I'm not sure why, but I read the Grand Jury report from the Jerry Sandusky hearings. It was horrible. I was particularly haunted by the testimony of the then-graduate assistant who walked in on Sandusky performing an unspeakable act on a 10-year-old boy in the showers at night and was so disturbed by it that he . . . left and called his father.
Really. My first thought was just that: really?? You saw this happening, you saw that they saw you seeing them, and you didn't stomp in there and pull that monster off of this child? But then I thought about it more. I put myself in the man's situation. And I'm stunningly afraid that I might have done the same thing.
I've never been exposed to violence and abuse like that. I can imagine walking around the empty locker rooms at night, hearing the noises, turning the corner and seeing that sight -- honestly, it had to have felt absolutely surreal. I can imagine doubting my senses, even my sanity. I'm sure I would have needed to step away and pull myself together, question whether I had actually seen what I thought I saw . . . and by that point, it would have been over, my word against his, and my word based on my shaky perception of the reality of it all. I might not have had it in me to step into the situation either.
I knew a man once who was a former Satanist, and he talked about how so many of us sheltered, comfortable Christians really only conceive of evil in the abstract. We'll say, "Yeah, I know there's evil and there's a Satan," and he'll tell them emphatically, "No, no -- you don't understand -- there is EVIL . . . there is SATAN . . ."

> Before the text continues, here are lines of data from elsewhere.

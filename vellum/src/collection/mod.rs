pub mod cursor;
pub mod mapped_collection;

pub use cursor::DocumentCursor;
pub use mapped_collection::MappedCollection;
pub mod document_store;
pub mod memory;

pub use document_store::{DocumentStore, UpdateResult};
pub mod filter;
pub mod fluent;

pub use filter::{and, by_id, match_all, or, CmpOp, FilterExpr};
pub use fluent::{contains, ends_with, field, starts_with, FluentFilter};
pub mod query_builder;
pub mod query_spec;

pub use query_builder::QueryBuilder;
pub use query_spec::QuerySpec;
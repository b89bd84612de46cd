use indexmap::IndexMap;

use crate::common::{Value, DOC_ID};
use crate::errors::{ErrorKind, VellumError, VellumResult};

/// The plain field-to-value mapping exchanged with a document store.
///
/// Records are composed of key-value pairs. The key is always a [String] and
/// the value is a [Value]. Insertion order is preserved and defines the
/// canonical serialization order of a document; it never affects validation.
///
/// The `_id` field is reserved: it carries the store-assigned
/// [`crate::document::DocumentId`] and cannot be set to anything else.
///
/// # Examples
///
/// ```ignore
/// let mut record = Record::new();
/// record.put("name", "Rust 101")?;
/// record.put("price", 15)?;
/// assert_eq!(record.get("price"), Value::I64(15));
/// assert_eq!(record.get("missing"), Value::Null);
/// ```
#[derive(Clone, Debug, Default, PartialEq)]
#[cfg_attr(feature = "serde", derive(serde::Serialize, serde::Deserialize))]
pub struct Record {
    data: IndexMap<String, Value>,
}

impl Record {
    /// Creates a new empty record.
    pub fn new() -> Self {
        Record {
            data: IndexMap::new(),
        }
    }

    /// Checks if the record is empty.
    pub fn is_empty(&self) -> bool {
        self.data.is_empty()
    }

    /// Returns the number of fields in the record.
    pub fn size(&self) -> usize {
        self.data.len()
    }

    /// Checks whether the record carries the given field, even if its value
    /// is [Value::Null].
    pub fn contains(&self, key: &str) -> bool {
        self.data.contains_key(key)
    }

    /// Associates the specified [Value] with the specified key.
    ///
    /// If the key already exists its value is updated in place, keeping the
    /// original field position.
    ///
    /// # Arguments
    ///
    /// * `key` - The field name. Cannot be empty.
    /// * `value` - Any type convertible into a [Value].
    ///
    /// # Errors
    ///
    /// Returns an error if the key is empty, or if the key is the reserved
    /// `_id` field and the value is not an identity.
    pub fn put<T: Into<Value>>(&mut self, key: &str, value: T) -> VellumResult<()> {
        if key.is_empty() {
            log::error!("Record does not support empty field names");
            return Err(VellumError::new(
                "Record does not support empty field names",
                ErrorKind::InvalidFieldName,
            ));
        }

        let value = value.into();
        if key == DOC_ID && value.as_id().is_none() {
            log::error!("The {} field is store-assigned and cannot be set manually", DOC_ID);
            return Err(VellumError::new(
                "The _id field is store-assigned and cannot be set manually",
                ErrorKind::InvalidOperation,
            ));
        }

        self.data.insert(key.to_string(), value);
        Ok(())
    }

    /// Returns the [Value] associated with the key, or [Value::Null] if the
    /// record contains no mapping for it.
    pub fn get(&self, key: &str) -> Value {
        self.data.get(key).cloned().unwrap_or(Value::Null)
    }

    /// Removes the key and its value from the record, preserving the order of
    /// the remaining fields.
    ///
    /// # Returns
    ///
    /// The removed value, or `None` if the key was absent.
    pub fn remove(&mut self, key: &str) -> Option<Value> {
        self.data.shift_remove(key)
    }

    /// Keeps only the fields for which the predicate returns `true`.
    pub fn retain<F: FnMut(&str, &Value) -> bool>(&mut self, mut keep: F) {
        self.data.retain(|key, value| keep(key, value));
    }

    /// Iterates over the fields in insertion order.
    pub fn iter(&self) -> indexmap::map::Iter<'_, String, Value> {
        self.data.iter()
    }

    /// Returns the field names in insertion order.
    pub fn field_names(&self) -> Vec<&str> {
        self.data.keys().map(|k| k.as_str()).collect()
    }
}

/// Normalizes a stringified macro key into a field name.
///
/// `stringify!` keeps surrounding quotes for string-literal keys; this strips
/// them along with any incidental whitespace.
pub fn normalize(key: &str) -> String {
    key.trim().trim_matches('"').to_string()
}

/// Creates a [Record] from field-value pairs.
///
/// Values go through [`Value::from`], arrays are bracketed, and parenthesized
/// expressions are evaluated:
///
/// ```ignore
/// let record = record! {
///     name: "Rust 101",
///     price: 15,
///     tags: ["systems", "backend"],
///     total: (7 * 2),
/// };
/// ```
#[macro_export]
macro_rules! record {
    () => {
        $crate::common::Record::new()
    };

    ($($key:tt : $value:tt),* $(,)?) => {
        {
            #[allow(unused_imports)]
            use $crate::record_value;

            let mut record = $crate::common::Record::new();
            $(
                record.put(&$crate::common::record::normalize(stringify!($key)), $crate::record_value!($value))
                    .expect(&format!("Failed to put value {} in record", stringify!($value)));
            )*
            record
        }
    };
}

/// Helper macro to convert values for the record! macro.
#[macro_export]
macro_rules! record_value {
    // match an array of values
    ([ $($value:tt),* $(,)? ]) => {
        $crate::common::Value::Array(vec![$($crate::record_value!($value)),*])
    };

    // match an expression (variable, function call, arithmetic in parens, literals, etc.)
    ($value:expr) => {
        $crate::common::Value::from($value)
    };
}

#[cfg(test)]
mod tests {
    use super::*;
    use crate::document::DocumentId;
    use crate::record;

    #[test]
    fn test_new_record_is_empty() {
        let record = Record::new();
        assert!(record.is_empty());
        assert_eq!(record.size(), 0);
    }

    #[test]
    fn test_put_and_get() {
        let mut record = Record::new();
        record.put("name", "Rust 101").unwrap();
        record.put("price", 15).unwrap();
        assert_eq!(record.get("name"), Value::from("Rust 101"));
        assert_eq!(record.get("price"), Value::I64(15));
    }

    #[test]
    fn test_get_missing_returns_null() {
        let record = Record::new();
        assert_eq!(record.get("missing"), Value::Null);
    }

    #[test]
    fn test_put_empty_key_fails() {
        let mut record = Record::new();
        let result = record.put("", 1);
        assert!(result.is_err());
        assert_eq!(result.unwrap_err().kind(), &ErrorKind::InvalidFieldName);
    }

    #[test]
    fn test_put_doc_id_with_non_identity_fails() {
        let mut record = Record::new();
        let result = record.put(DOC_ID, "not-an-id");
        assert!(result.is_err());
        assert_eq!(result.unwrap_err().kind(), &ErrorKind::InvalidOperation);
    }

    #[test]
    fn test_put_doc_id_with_identity_succeeds() {
        let mut record = Record::new();
        let id = DocumentId::new();
        record.put(DOC_ID, Value::Id(id.clone())).unwrap();
        assert_eq!(record.get(DOC_ID), Value::Id(id));
    }

    #[test]
    fn test_put_overwrites_in_place() {
        let mut record = Record::new();
        record.put("a", 1).unwrap();
        record.put("b", 2).unwrap();
        record.put("a", 3).unwrap();
        assert_eq!(record.field_names(), vec!["a", "b"]);
        assert_eq!(record.get("a"), Value::I64(3));
    }

    #[test]
    fn test_insertion_order_is_preserved() {
        let mut record = Record::new();
        record.put("z", 1).unwrap();
        record.put("a", 2).unwrap();
        record.put("m", 3).unwrap();
        assert_eq!(record.field_names(), vec!["z", "a", "m"]);
    }

    #[test]
    fn test_remove_preserves_remaining_order() {
        let mut record = Record::new();
        record.put("a", 1).unwrap();
        record.put("b", 2).unwrap();
        record.put("c", 3).unwrap();
        assert_eq!(record.remove("b"), Some(Value::I64(2)));
        assert_eq!(record.field_names(), vec!["a", "c"]);
        assert_eq!(record.remove("b"), None);
    }

    #[test]
    fn test_contains_sees_null_values() {
        let mut record = Record::new();
        record.put("maybe", Value::Null).unwrap();
        assert!(record.contains("maybe"));
        assert!(!record.contains("missing"));
    }

    #[test]
    fn test_retain() {
        let mut record = Record::new();
        record.put("a", 1).unwrap();
        record.put("b", 2).unwrap();
        record.put("c", 3).unwrap();
        record.retain(|key, _| key != "b");
        assert_eq!(record.field_names(), vec!["a", "c"]);
    }

    #[test]
    fn test_equality_ignores_field_order() {
        let mut left = Record::new();
        left.put("a", 1).unwrap();
        left.put("b", 2).unwrap();

        let mut right = Record::new();
        right.put("b", 2).unwrap();
        right.put("a", 1).unwrap();

        assert_eq!(left, right);
    }

    #[test]
    fn test_record_macro() {
        let record = record! {
            name: "Rust 101",
            price: 15,
            is_published: true,
            tags: ["systems", "backend"],
        };
        assert_eq!(record.get("name"), Value::from("Rust 101"));
        assert_eq!(record.get("price"), Value::I64(15));
        assert_eq!(record.get("is_published"), Value::Bool(true));
        assert_eq!(record.get("tags").as_array().unwrap().len(), 2);
    }

    #[test]
    fn test_record_macro_with_expressions() {
        let base = 100;
        let record = record! {
            score: (base * 2),
            "quoted key": "works",
        };
        assert_eq!(record.get("score"), Value::I64(200));
        assert_eq!(record.get("quoted key"), Value::from("works"));
    }

    #[test]
    fn test_empty_record_macro() {
        let record = record! {};
        assert!(record.is_empty());
    }

    #[test]
    fn test_normalize_strips_quotes() {
        assert_eq!(normalize("\"first name\""), "first name");
        assert_eq!(normalize("plain"), "plain");
    }
}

I know there is evil. But do I know it enough and believe it enough to recognize evil when it's staring me in the face? Or do I question my senses, my instincts, the Spirit within me, and call it something more benign? Or walk away altogether, not wanting to test whether or not He that is in me is really greater than he that is in the world?
I'm not sure I wouldn't have responded the same way this graduate assistant did in that situation. But I am sure I would have been haunted by my response for the rest of my life.
1 comment:
I sort of fell into inner city youth work going on a decade ago now. Seeing what my kids have been through, hearing their stories, attending their funerals, it's changed my faith greatly. I feel like I've become hardened to some of that evil, but in a way that has strengthened my faith and deepened my anger over that evil. I think that sheltered-ness waters down our ability to believe fully the true nature of the one we're battling.i'm not sure what my driving point is here, but I agree with you.